Headaches and bowel conditions may be linked genetically.
New research cited in a release from the American Academy of Neurology has found a link between migraine and tension headaches, and Irritable Bowel Syndrome (IBS), according to a report on WebMD.
The findings, released online and scheduled to be presented at the April meeting of the Academy in Vancouver, Canada, just may point more researchers toward finding new treatments for all of the disorders, including IBS, which affects as many as 45 million Americans. The condition, with symptoms such as abdominal pain, cramping, bloating, gas, diarrhea or constipation, is the most common gastrointestinal disorder in the world, but the exact cause of the condition is still unknown. Many more may suffer from the disorder but have not been officially diagnosed with the condition.
The new study evaluated 107 people with migraine headaches, 53 with what was described as tension headaches, another 107 with IBS, and 53 with none of the above conditions. The findings revealed 54 percent of those with migraines were likely to also suffer from IBS, almost twice as many as those with the tension-type headaches at 28 percent. Of the 107 with IBS, the survey found 38 also had migraines, and another 24 suffered from tension headaches.

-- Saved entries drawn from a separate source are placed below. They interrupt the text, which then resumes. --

//! User console components for the image directory.
//!
//! This crate hosts the interactive pieces of the images page: the share
//! dialog controller, the notification channel it reports through, and the
//! display strings the page renders. Components receive their backend
//! collaborators as trait objects at construction.

#![deny(missing_docs)]

pub mod dialog;
pub mod labels;
pub mod notify;

pub use dialog::{DialogRef, DialogState, ShareImageDialog, ShareModalData};
pub use notify::{NotificationChannel, TracingNotifier};
#[tokio::test]
async fn query_returns_limit_results_best_first() {
    let fx = Fixture::new();
    let store = memory_store().await;
    fx.pipeline(8, store.clone()).process(&fx.pdf, None, None).await;

    let found = fx.retrieval(store).query("", Some(5)).await.success().expect("query succeeds");
    assert_eq!(found.results.len(), 5);
    assert_eq!(found.total_results, 5);
    for pair in found.results.windows(2) {
        assert!(pair[0].score >= pair[1].score);
    }
    assert!(found.results.iter().all(|r| r.pdf_name == "A.pdf"));
}

#[tokio::test]
async fn query_never_returns_more_than_the_limit() {
    let fx = Fixture::new();
    let store = Arc::new(UnboundedStore { inner: InMemoryVectorStore::new(DIM) });
    store.initialize(COLLECTION).await.unwrap();
    fx.pipeline(8, store.clone()).process(&fx.pdf, None, None).await;

    let found = fx.retrieval(store).query("", Some(3)).await.success().expect("query succeeds");
    assert_eq!(found.results.len(), 3);
    assert_eq!(found.total_results, 3);
    for pair in found.results.windows(2) {
        assert!(pair[0].score >= pair[1].score);
    }
}

#[tokio::test]
async fn query_against_unknown_collection_is_a_failure() {
    let fx = Fixture::new();
    let store: Arc<dyn VectorStore> = Arc::new(InMemoryVectorStore::new(DIM));
    let out = fx.retrieval(store).query("anything", None).await;
    let failure = out.failure().expect("failure outcome");
    assert!(failure.message.starts_with("Search failed"));
}

#[tokio::test]
async fn chat_on_empty_collection_falls_back() {
    let fx = Fixture::new();
    let completion = Arc::new(ScriptedCompletion { page_text: "text".into(), ..Default::default() });
    let composer = AnswerComposer::new(fx.retrieval(memory_store().await), completion.clone());

    let answer = composer.chat("Q", None, true).await.success().expect("fallback is not a failure");
    assert!(!answer.context_used);
    assert!(answer.source_pages.is_empty());
    assert_eq!(answer.answer, "an answer");
    assert_eq!(completion.extractions.load(Ordering::SeqCst), 0);
    assert!(completion.prompts.lock().unwrap()[0].contains("No related documents were found"));
}

#[tokio::test]
async fn chat_grounds_on_top_pages() {
    let fx = Fixture::new();
    let store = memory_store().await;
    fx.pipeline(7, store.clone()).process(&fx.pdf, None, None).await;
    let completion = Arc::new(ScriptedCompletion { page_text: "page text".into(), ..Default::default() });
    let composer = AnswerComposer::new(fx.retrieval(store), completion.clone());

    let answer = composer.chat("what is on the page", Some(7), true).await.success().unwrap();
    assert!(answer.context_used);
    assert_eq!(answer.search_results.len(), 7);
    assert_eq!(answer.source_pages.len(), CONTEXT_PAGES);
    assert_eq!(answer.source_pages[0].page_number, answer.search_results[0].page_number);
    let prompt = completion.prompts.lock().unwrap()[0].clone();
    assert_eq!(prompt.matches(CONTEXT_DELIMITER).count(), CONTEXT_PAGES - 1);
    assert!(prompt.contains("Question: what is on the page"));
}

#[tokio::test]
async fn chat_skips_pages_without_artifacts_or_text() {
    let fx = Fixture::new();
    let store = memory_store().await;
    fx.pipeline(3, store.clone()).process(&fx.pdf, None, None).await;
    fs::remove_file(fx.out().join("A").join("page_01.png")).unwrap();

    let silent = Arc::new(ScriptedCompletion::default());
    let composer = AnswerComposer::new(fx.retrieval(store.clone()), silent.clone());
    let answer = composer.chat("Q", None, true).await.success().unwrap();
    assert!(!answer.context_used, "blank transcriptions give no context");
    assert_eq!(silent.extractions.load(Ordering::SeqCst), 2, "missing page is never sent");

    let without = AnswerComposer::new(fx.retrieval(store), silent.clone());
    let answer = without.chat("Q", None, false).await.success().unwrap();
    assert!(!answer.context_used);
    assert_eq!(silent.extractions.load(Ordering::SeqCst), 2);
}

#[tokio::test]
async fn generation_failure_is_reported() {
    let fx = Fixture::new();
    let completion = Arc::new(ScriptedCompletion { fail_generate: true, ..Default::default() });
    let composer = AnswerComposer::new(fx.retrieval(memory_store().await), completion);

    let out = composer.chat("Q", None, true).await;
    let failure = out.failure().expect("failure outcome");
    assert!(failure.message.contains("deployment overloaded"));
    assert_eq!(failure.search_results, Some(vec![]));
}

#[tokio::test]
async fn service_streams_indexing_and_reports_status() {
    let fx = Fixture::new();
    let settings = Settings {
        output_dir: fx.out().to_string_lossy().to_string(),
        data_dir: fx.tmp.path().to_string_lossy().to_string(),
        progress: ProgressSettings { poll_interval_ms: 50, join_timeout_ms: 2000, buffer: 4 },
        ..Default::default()
    };
    let service = PageRagService::new(
        settings,
        Gateways {
            rasterizer: Arc::new(FakeRasterizer { pages: 5 }),
            embedder: fx.embedder.clone(),
            store: memory_store().await,
            completion: Arc::new(ScriptedCompletion::default()),
        },
    );

    let mut stream = service.index_stream(fx.pdf.clone(), None).success().expect("worker started");
    let mut statuses = Vec::new();
    let mut last = None;
    while let Some(event) = tokio::time::timeout(Duration::from_secs(10), stream.next_event()).await.unwrap() {
        statuses.push(event.status());
        last = Some(event);
    }
    assert_eq!(statuses.iter().filter(|s| **s == "done").count(), 1);
    match last {
        Some(ProgressEvent::Done { result }) => assert_eq!(result.indexed_pages, 5),
        other => panic!("expected done, got {other:?}"),
    }

    let status = service.status().await.success().unwrap();
    assert_eq!(status.collection_name, COLLECTION);
    assert_eq!(status.total_documents, 5);
    assert!(status.model_loaded);

    let listing = service.list_documents(None).success().unwrap();
    assert_eq!(listing.total_files, 1);
    assert!(service.list_documents(Some(Path::new("/no/such/dir"))).failure().is_some());

    let preview = service.preview(&fx.pdf, None).success().unwrap();
    assert_eq!(preview.pdf_name, "A.pdf");
    assert!(preview.preview_path.ends_with("preview_A.png"));
    assert!(service.preview(&fx.tmp.path().join("nope.pdf"), None).failure().is_some());
}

With the research focusing on the genetics, in particular the serotonin transporter gene and the serotonin receptor 2A gene, the study’s authors determined that people that have IBS, migraines or tension headaches had at lease one gene that was different from those study participants that had none of the disorders.

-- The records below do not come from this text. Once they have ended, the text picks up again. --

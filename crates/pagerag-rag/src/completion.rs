//! Azure OpenAI chat completions (vision capable deployment).

use std::time::Duration;

use anyhow::Result;
use async_trait::async_trait;
use base64::Engine;
use reqwest::Client;
use serde::Deserialize;
use serde_json::{json, Value};
use tracing::debug;

use pagerag_core::config::CompletionSettings;
use pagerag_core::error::Error;
use pagerag_core::traits::CompletionService;

pub const EXTRACTION_PROMPT: &str =
    "Extract all text in this image exactly. Return only the text, without any explanation.";

#[derive(Debug, Deserialize)]
struct CompletionResponse {
    choices: Vec<CompletionChoice>,
}

#[derive(Debug, Deserialize)]
struct CompletionChoice {
    message: CompletionMessage,
}

#[derive(Debug, Deserialize)]
struct CompletionMessage {
    content: Option<String>,
}

#[derive(Debug, Clone)]
pub struct AzureOpenAiClient {
    client: Client,
    settings: CompletionSettings,
}

impl AzureOpenAiClient {
    pub fn new(settings: CompletionSettings) -> Result<Self> {
        let client = Client::builder()
            .timeout(Duration::from_secs(settings.timeout_secs))
            .build()
            .map_err(|e| Error::Completion(format!("failed to build HTTP client: {e}")))?;
        Ok(Self { client, settings })
    }

    fn endpoint_url(&self) -> Result<String> {
        let missing = self.settings.missing_keys();
        if !missing.is_empty() {
            return Err(Error::InvalidConfig(format!("missing {}", missing.join(", "))).into());
        }
        let endpoint = self.settings.endpoint.as_deref().unwrap_or_default().trim_end_matches('/');
        let deployment = self.settings.deployment.as_deref().unwrap_or_default();
        Ok(format!(
            "{}/openai/deployments/{}/chat/completions?api-version={}",
            endpoint, deployment, self.settings.api_version
        ))
    }

    fn build_request(&self, content: Value) -> Value {
        json!({
            "messages": [{ "role": "user", "content": content }],
            "temperature": self.settings.temperature,
            "max_tokens": self.settings.max_tokens,
            "n": 1,
        })
    }

    async fn complete(&self, content: Value) -> Result<String> {
        let url = self.endpoint_url()?;
        let api_key = self.settings.api_key.as_deref().unwrap_or_default();
        let response = self
            .client
            .post(&url)
            .header("Content-Type", "application/json")
            .header("api-key", api_key)
            .json(&self.build_request(content))
            .send()
            .await
            .map_err(|e| Error::Completion(e.to_string()))?;

        if !response.status().is_success() {
            let status = response.status();
            let error_text = response.text().await.unwrap_or_default();
            return Err(Error::Completion(format!("HTTP {status}: {error_text}")).into());
        }

        let parsed: CompletionResponse = response.json().await.map_err(|e| Error::Completion(e.to_string()))?;
        let text = parsed
            .choices
            .into_iter()
            .next()
            .and_then(|c| c.message.content)
            .ok_or_else(|| Error::Completion("no choices returned".to_string()))?;
        debug!(model = %self.settings.model, chars = text.len(), "completion received");
        Ok(text)
    }
}

/// `data:` URL for a PNG, as accepted in `image_url` content parts.
pub fn png_data_url(png: &[u8]) -> String {
    format!("data:image/png;base64,{}", base64::engine::general_purpose::STANDARD.encode(png))
}

#[async_trait]
impl CompletionService for AzureOpenAiClient {
    fn is_ready(&self) -> bool {
        self.settings.missing_keys().is_empty()
    }

    async fn initialize(&self) -> Result<()> {
        let missing = self.settings.missing_keys();
        if missing.is_empty() {
            Ok(())
        } else {
            Err(Error::InvalidConfig(format!("completion service not configured, missing {}", missing.join(", "))).into())
        }
    }

    async fn extract_text(&self, png: &[u8]) -> Result<String> {
        let content = json!([
            { "type": "text", "text": EXTRACTION_PROMPT },
            { "type": "image_url", "image_url": { "url": png_data_url(png) } },
        ]);
        Ok(self.complete(content).await?.trim().to_string())
    }

    async fn generate(&self, prompt: &str) -> Result<String> {
        self.complete(Value::String(prompt.to_string())).await
    }
}
use std::path::PathBuf;
use std::time::Duration;

use thiserror::Error;

#[derive(Debug, Error)]
pub enum Error {
    #[error("Invalid configuration: {0}")]
    InvalidConfig(String),

    #[error("Not found: {0}")]
    NotFound(String),

    #[error("Failed to open document {}: {reason}", .path.display())]
    DocumentOpen { path: PathBuf, reason: String },

    #[error("Failed to render page {page}: {reason}")]
    Render { page: usize, reason: String },

    #[error("Page artifact missing: {}", .0.display())]
    ArtifactMissing(PathBuf),

    #[error("Embedding failed: {0}")]
    Embedding(String),

    #[error("Vector store error: {0}")]
    VectorStore(String),

    #[error("Completion service error: {0}")]
    Completion(String),

    #[error("Timed out after {0:?}")]
    Timeout(Duration),

    #[error(transparent)]
    Io(#[from] std::io::Error),

    #[error("Operation failed: {0}")]
    Operation(String),
}

pub type Result<T> = std::result::Result<T, Error>;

Dr. Derya Uluduz, study author from Istanbul University in Turkey, said in the release, “Since headache and irritable bowel syndrome are such common conditions, and causes for both are unknown, discovering a possible link that could shed light on shared genetics of the conditions is encouraging.”
Uluduz adds, “Further studies are needed to explore this possible link. Discovering shared genes may lead to more future treatment strategies for these chronic conditions.”
Although the findings have been released, the conclusions of the research team will be considered as preliminary until they have been published in a medical journal after a peer review.